Every line of the entries that holds the word "settings" is to be copied.

■ Provided records
┌──

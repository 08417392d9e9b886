// ============================================================================
// CONFIGURATION — validated, named-field settings for brush and engine
// ============================================================================

use serde::{Deserialize, Serialize};

use crate::error::EngineError;

/// Brush tessellation and response settings.
///
/// All fields are validated at construction; an instance that exists is
/// always usable. Ranges:
///
/// | field              | range        | meaning                                   |
/// |--------------------|--------------|-------------------------------------------|
/// | `base_diameter`    | > 0          | stroke width in layer pixels at pressure 1 |
/// | `size_curve_exp`   | > 0          | pressure → width response exponent         |
/// | `flow_curve_exp`   | > 0          | pressure → opacity response exponent       |
/// | `min_radius_ratio` | (0, 1]       | width floor as a fraction of base radius   |
/// | `cap_segments`     | 3..=64       | round-cap fan resolution                   |
/// | `closed_threshold` | >= 0         | close-the-ring distance, in radii          |
/// | `tilt_fade`        | [0, 1]       | stylus-tilt alpha thinning (0 = off)       |
#[derive(Clone, Copy, Debug, PartialEq, Serialize, Deserialize)]
pub struct BrushConfig {
    pub base_diameter: f32,
    pub size_curve_exp: f32,
    pub flow_curve_exp: f32,
    pub min_radius_ratio: f32,
    pub cap_segments: u32,
    pub closed_threshold: f32,
    pub tilt_fade: f32,
}

impl Default for BrushConfig {
    fn default() -> Self {
        Self {
            base_diameter: 10.0,
            size_curve_exp: 1.6,
            flow_curve_exp: 1.2,
            min_radius_ratio: 0.3,
            cap_segments: 8,
            closed_threshold: 1.5,
            tilt_fade: 0.0,
        }
    }
}

impl BrushConfig {
    pub fn new(base_diameter: f32) -> Result<Self, EngineError> {
        Self {
            base_diameter,
            ..Self::default()
        }
        .validated()
    }

    /// Consume and return self if every field is in range.
    pub fn validated(self) -> Result<Self, EngineError> {
        fn check(
            ok: bool,
            field: &'static str,
            value: f32,
            expected: &'static str,
        ) -> Result<(), EngineError> {
            if ok {
                Ok(())
            } else {
                Err(EngineError::InvalidConfig {
                    field,
                    value: value as f64,
                    expected,
                })
            }
        }

        check(
            self.base_diameter.is_finite() && self.base_diameter > 0.0,
            "base_diameter",
            self.base_diameter,
            "> 0",
        )?;
        check(
            self.size_curve_exp.is_finite() && self.size_curve_exp > 0.0,
            "size_curve_exp",
            self.size_curve_exp,
            "> 0",
        )?;
        check(
            self.flow_curve_exp.is_finite() && self.flow_curve_exp > 0.0,
            "flow_curve_exp",
            self.flow_curve_exp,
            "> 0",
        )?;
        check(
            self.min_radius_ratio > 0.0 && self.min_radius_ratio <= 1.0,
            "min_radius_ratio",
            self.min_radius_ratio,
            "(0, 1]",
        )?;
        check(
            (3..=64).contains(&self.cap_segments),
            "cap_segments",
            self.cap_segments as f32,
            "3..=64",
        )?;
        check(
            self.closed_threshold.is_finite() && self.closed_threshold >= 0.0,
            "closed_threshold",
            self.closed_threshold,
            ">= 0",
        )?;
        check(
            (0.0..=1.0).contains(&self.tilt_fade),
            "tilt_fade",
            self.tilt_fade,
            "[0, 1]",
        )?;
        Ok(self)
    }

    /// Base radius in layer pixels.
    pub fn base_radius(&self) -> f32 {
        self.base_diameter * 0.5
    }
}

/// Canvas-wide engine settings.
#[derive(Clone, Copy, Debug, PartialEq, Serialize, Deserialize)]
pub struct EngineConfig {
    /// Logical canvas size in display pixels.
    pub canvas_width: u32,
    pub canvas_height: u32,
    /// Internal render resolution multiplier. Layer textures and the
    /// composite accumulator are allocated at `canvas × factor`; the final
    /// downsample pass is the only smoothing step.
    pub supersample_factor: f32,
    /// Extra padding added around every dirty mark, in display pixels.
    /// Covers antialiased stroke fringes that extend past the nominal radius.
    pub dirty_margin: f32,
    /// Upper bound on retained history snapshots; oldest are pruned first.
    pub max_snapshots: usize,
}

impl Default for EngineConfig {
    fn default() -> Self {
        Self {
            canvas_width: 1024,
            canvas_height: 768,
            supersample_factor: 2.0,
            dirty_margin: 2.0,
            max_snapshots: 64,
        }
    }
}

impl EngineConfig {
    pub fn new(canvas_width: u32, canvas_height: u32) -> Result<Self, EngineError> {
        Self {
            canvas_width,
            canvas_height,
            ..Self::default()
        }
        .validated()
    }

    pub fn validated(self) -> Result<Self, EngineError> {
        if self.canvas_width == 0 || self.canvas_height == 0 {
            return Err(EngineError::InvalidConfig {
                field: "canvas_width/canvas_height",
                value: (self.canvas_width.min(self.canvas_height)) as f64,
                expected: "> 0",
            });
        }
        if !(self.supersample_factor.is_finite()
            && (1.0..=4.0).contains(&self.supersample_factor))
        {
            return Err(EngineError::InvalidConfig {
                field: "supersample_factor",
                value: self.supersample_factor as f64,
                expected: "[1, 4]",
            });
        }
        if !(self.dirty_margin.is_finite() && self.dirty_margin >= 0.0) {
            return Err(EngineError::InvalidConfig {
                field: "dirty_margin",
                value: self.dirty_margin as f64,
                expected: ">= 0",
            });
        }
        if self.max_snapshots == 0 {
            return Err(EngineError::InvalidConfig {
                field: "max_snapshots",
                value: 0.0,
                expected: ">= 1",
            });
        }
        Ok(self)
    }

    /// Supersampled (internal) texture dimensions.
    pub fn internal_size(&self) -> (u32, u32) {
        (
            (self.canvas_width as f32 * self.supersample_factor).round() as u32,
            (self.canvas_height as f32 * self.supersample_factor).round() as u32,
        )
    }
}

#[cfg(test)]
mod tests {
    use super::*;

    #[test]
    fn default_brush_config_is_valid() {
        assert!(BrushConfig::default().validated().is_ok());
    }

    #[test]
    fn rejects_zero_diameter() {
        assert!(BrushConfig::new(0.0).is_err());
        assert!(BrushConfig::new(-3.0).is_err());
    }

    #[test]
    fn rejects_out_of_range_cap_segments() {
        let cfg = BrushConfig {
            cap_segments: 2,
            ..BrushConfig::default()
        };
        assert!(cfg.validated().is_err());
    }

    #[test]
    fn rejects_bad_supersample_factor() {
        let cfg = EngineConfig {
            supersample_factor: 0.5,
            ..EngineConfig::default()
        };
        assert!(cfg.validated().is_err());
    }

    #[test]
    fn internal_size_scales_by_factor() {
        let cfg = EngineConfig::new(800, 600).unwrap();
        assert_eq!(cfg.internal_size(), (1600, 1200));
    }
}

└──

■ Written response
// CONFIGURATION — validated, named-field settings for brush and engine
/// Brush tessellation and response settings.
/// Canvas-wide engine settings.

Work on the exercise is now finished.